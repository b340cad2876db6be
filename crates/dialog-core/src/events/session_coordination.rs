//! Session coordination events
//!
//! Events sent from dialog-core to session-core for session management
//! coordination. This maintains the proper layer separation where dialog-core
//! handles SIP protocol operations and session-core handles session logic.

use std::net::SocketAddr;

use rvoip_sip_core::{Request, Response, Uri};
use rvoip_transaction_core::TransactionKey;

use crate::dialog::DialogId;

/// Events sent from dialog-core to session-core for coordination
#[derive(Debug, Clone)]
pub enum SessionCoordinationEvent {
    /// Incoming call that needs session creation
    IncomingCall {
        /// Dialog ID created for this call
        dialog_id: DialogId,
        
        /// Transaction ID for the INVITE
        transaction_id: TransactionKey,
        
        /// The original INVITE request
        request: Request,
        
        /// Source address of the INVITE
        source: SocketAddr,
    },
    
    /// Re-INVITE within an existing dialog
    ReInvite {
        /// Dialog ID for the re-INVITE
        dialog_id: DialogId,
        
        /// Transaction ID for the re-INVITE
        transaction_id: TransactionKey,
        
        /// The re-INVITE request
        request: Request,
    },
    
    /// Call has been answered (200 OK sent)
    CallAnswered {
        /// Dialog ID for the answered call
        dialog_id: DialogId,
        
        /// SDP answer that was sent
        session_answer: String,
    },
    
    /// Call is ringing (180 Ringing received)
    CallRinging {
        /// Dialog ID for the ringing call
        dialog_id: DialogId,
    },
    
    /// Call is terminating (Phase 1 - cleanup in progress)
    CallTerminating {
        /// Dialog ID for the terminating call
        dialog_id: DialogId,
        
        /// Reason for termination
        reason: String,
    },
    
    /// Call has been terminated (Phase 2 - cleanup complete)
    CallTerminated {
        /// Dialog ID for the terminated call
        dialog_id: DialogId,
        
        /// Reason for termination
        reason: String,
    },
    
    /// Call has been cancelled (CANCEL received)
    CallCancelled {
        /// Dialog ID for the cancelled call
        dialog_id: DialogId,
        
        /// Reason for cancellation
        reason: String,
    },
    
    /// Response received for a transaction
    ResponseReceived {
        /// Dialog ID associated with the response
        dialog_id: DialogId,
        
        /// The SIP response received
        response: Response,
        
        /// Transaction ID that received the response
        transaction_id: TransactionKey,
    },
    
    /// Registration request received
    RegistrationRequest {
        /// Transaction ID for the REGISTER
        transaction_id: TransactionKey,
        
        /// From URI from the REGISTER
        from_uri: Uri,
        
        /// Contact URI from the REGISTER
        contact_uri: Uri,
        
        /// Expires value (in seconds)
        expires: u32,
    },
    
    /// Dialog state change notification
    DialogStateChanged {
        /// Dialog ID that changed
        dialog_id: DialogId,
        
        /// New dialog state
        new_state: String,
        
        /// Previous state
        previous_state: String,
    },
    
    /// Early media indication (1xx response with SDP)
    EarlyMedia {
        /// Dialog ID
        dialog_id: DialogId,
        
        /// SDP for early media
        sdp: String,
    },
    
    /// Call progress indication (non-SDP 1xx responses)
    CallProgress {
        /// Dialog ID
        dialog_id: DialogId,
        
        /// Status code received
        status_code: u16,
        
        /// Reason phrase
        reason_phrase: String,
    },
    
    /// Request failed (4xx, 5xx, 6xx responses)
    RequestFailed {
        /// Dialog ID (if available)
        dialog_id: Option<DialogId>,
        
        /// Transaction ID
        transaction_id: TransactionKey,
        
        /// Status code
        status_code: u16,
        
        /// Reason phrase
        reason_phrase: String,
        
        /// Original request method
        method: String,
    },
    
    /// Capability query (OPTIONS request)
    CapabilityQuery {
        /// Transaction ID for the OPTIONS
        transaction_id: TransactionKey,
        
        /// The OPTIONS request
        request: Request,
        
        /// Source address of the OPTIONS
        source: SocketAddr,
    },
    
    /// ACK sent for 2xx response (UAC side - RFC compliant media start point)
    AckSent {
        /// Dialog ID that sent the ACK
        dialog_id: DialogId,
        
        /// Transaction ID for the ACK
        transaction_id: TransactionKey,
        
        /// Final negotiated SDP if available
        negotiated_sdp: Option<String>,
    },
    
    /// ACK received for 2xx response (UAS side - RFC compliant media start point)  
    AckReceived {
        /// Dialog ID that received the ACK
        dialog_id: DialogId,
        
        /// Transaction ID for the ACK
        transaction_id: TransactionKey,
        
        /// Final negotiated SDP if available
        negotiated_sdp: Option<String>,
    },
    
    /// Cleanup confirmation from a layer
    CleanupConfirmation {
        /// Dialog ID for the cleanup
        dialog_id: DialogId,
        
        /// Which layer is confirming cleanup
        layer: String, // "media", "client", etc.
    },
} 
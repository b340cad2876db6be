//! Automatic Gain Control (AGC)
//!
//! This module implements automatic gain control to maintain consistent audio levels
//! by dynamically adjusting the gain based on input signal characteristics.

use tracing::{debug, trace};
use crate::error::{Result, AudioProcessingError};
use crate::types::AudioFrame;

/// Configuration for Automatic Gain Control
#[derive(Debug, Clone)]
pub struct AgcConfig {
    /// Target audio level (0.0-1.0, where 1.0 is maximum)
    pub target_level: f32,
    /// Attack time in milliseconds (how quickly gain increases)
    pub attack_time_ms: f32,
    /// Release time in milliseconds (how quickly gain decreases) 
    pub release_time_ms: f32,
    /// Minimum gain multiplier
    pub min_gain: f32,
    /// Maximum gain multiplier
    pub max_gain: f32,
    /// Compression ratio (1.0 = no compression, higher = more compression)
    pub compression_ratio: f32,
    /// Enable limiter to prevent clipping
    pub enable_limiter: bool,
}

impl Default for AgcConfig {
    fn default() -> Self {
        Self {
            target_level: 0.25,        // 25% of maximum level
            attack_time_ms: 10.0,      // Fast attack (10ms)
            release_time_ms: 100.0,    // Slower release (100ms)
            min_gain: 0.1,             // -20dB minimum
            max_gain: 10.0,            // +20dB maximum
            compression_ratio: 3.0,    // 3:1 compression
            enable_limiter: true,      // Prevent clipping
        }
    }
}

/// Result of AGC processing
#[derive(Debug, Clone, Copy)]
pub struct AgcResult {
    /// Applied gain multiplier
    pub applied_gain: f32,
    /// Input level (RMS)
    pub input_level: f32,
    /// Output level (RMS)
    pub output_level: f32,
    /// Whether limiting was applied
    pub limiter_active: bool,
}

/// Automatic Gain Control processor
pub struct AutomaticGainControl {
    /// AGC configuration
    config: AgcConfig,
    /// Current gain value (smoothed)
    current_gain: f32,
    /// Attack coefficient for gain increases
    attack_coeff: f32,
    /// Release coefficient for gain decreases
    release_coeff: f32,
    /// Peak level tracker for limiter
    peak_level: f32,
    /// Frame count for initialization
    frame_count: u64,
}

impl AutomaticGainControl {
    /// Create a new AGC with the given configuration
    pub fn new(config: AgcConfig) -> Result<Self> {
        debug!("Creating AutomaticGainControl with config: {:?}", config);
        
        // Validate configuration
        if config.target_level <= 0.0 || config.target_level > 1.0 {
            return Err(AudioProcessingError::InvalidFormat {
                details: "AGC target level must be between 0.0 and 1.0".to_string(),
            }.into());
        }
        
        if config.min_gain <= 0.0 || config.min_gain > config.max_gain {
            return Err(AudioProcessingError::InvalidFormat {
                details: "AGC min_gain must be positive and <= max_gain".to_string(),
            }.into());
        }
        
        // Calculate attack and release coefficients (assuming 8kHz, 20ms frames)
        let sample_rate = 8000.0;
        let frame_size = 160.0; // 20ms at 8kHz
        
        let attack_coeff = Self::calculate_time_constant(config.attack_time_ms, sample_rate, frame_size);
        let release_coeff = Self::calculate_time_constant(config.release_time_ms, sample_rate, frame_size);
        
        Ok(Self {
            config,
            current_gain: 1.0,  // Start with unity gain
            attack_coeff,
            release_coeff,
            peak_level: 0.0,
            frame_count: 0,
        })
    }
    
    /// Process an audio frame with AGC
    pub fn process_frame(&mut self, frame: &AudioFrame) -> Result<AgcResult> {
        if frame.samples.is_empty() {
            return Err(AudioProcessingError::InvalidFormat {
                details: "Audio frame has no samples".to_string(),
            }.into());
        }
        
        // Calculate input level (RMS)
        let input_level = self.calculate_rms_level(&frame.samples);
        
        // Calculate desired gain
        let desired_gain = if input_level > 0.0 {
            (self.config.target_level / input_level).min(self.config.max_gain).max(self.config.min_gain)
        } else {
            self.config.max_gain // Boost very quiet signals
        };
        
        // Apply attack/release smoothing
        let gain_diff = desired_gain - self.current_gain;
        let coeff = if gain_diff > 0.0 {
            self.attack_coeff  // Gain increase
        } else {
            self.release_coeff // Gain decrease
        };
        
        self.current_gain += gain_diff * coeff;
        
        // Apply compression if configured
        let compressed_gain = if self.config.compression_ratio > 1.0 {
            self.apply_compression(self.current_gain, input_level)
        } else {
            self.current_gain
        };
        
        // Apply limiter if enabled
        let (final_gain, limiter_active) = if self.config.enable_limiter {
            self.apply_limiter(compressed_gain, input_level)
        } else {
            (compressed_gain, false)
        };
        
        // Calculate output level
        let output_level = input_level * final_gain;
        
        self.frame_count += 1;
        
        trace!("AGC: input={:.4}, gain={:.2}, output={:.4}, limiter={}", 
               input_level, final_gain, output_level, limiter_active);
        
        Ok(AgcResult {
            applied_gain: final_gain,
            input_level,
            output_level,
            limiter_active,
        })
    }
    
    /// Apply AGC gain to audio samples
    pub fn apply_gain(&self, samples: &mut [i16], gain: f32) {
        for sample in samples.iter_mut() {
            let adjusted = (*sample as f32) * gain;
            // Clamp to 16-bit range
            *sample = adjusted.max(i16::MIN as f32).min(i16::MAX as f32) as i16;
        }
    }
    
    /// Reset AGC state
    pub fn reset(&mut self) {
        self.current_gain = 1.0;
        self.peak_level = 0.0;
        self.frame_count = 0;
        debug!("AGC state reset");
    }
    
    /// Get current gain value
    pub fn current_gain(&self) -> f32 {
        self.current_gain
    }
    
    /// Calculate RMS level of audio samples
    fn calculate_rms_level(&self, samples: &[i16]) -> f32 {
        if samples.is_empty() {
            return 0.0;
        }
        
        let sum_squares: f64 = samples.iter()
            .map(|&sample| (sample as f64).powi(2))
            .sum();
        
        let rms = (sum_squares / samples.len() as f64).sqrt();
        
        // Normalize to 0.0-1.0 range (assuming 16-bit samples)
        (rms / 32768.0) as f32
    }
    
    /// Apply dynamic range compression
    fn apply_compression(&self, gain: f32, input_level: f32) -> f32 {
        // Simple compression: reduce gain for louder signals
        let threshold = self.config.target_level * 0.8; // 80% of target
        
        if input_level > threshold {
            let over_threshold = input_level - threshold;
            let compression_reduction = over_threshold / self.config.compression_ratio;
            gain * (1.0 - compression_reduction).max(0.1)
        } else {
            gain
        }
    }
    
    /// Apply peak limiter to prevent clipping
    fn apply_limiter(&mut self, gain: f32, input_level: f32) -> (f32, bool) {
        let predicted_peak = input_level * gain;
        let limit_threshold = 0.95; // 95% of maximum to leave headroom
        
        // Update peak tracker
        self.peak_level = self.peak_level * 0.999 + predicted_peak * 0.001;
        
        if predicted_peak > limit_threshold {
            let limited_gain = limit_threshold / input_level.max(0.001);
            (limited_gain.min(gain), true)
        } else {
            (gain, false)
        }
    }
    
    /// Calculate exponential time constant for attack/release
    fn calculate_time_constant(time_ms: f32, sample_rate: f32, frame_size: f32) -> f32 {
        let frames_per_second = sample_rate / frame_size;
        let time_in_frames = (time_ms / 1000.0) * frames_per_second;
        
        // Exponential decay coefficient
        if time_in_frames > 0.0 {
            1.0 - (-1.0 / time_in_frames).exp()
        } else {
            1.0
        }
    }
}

=-=-=

WORK ITEM
Transcribe the opening lines of the listing exactly, please. Stop after the line that contains "use crate::dialog::DialogId;".

ANSWER SPACE
repository b340cad2876db6be
filename crates/dialog-core/src/events/session_coordination.rs
//! Session coordination events
//!
//! Events sent from dialog-core to session-core for session management
//! coordination. This maintains the proper layer separation where dialog-core
//! handles SIP protocol operations and session-core handles session logic.

use std::net::SocketAddr;

use rvoip_sip_core::{Request, Response, Uri};
use rvoip_transaction_core::TransactionKey;

use crate::dialog::DialogId;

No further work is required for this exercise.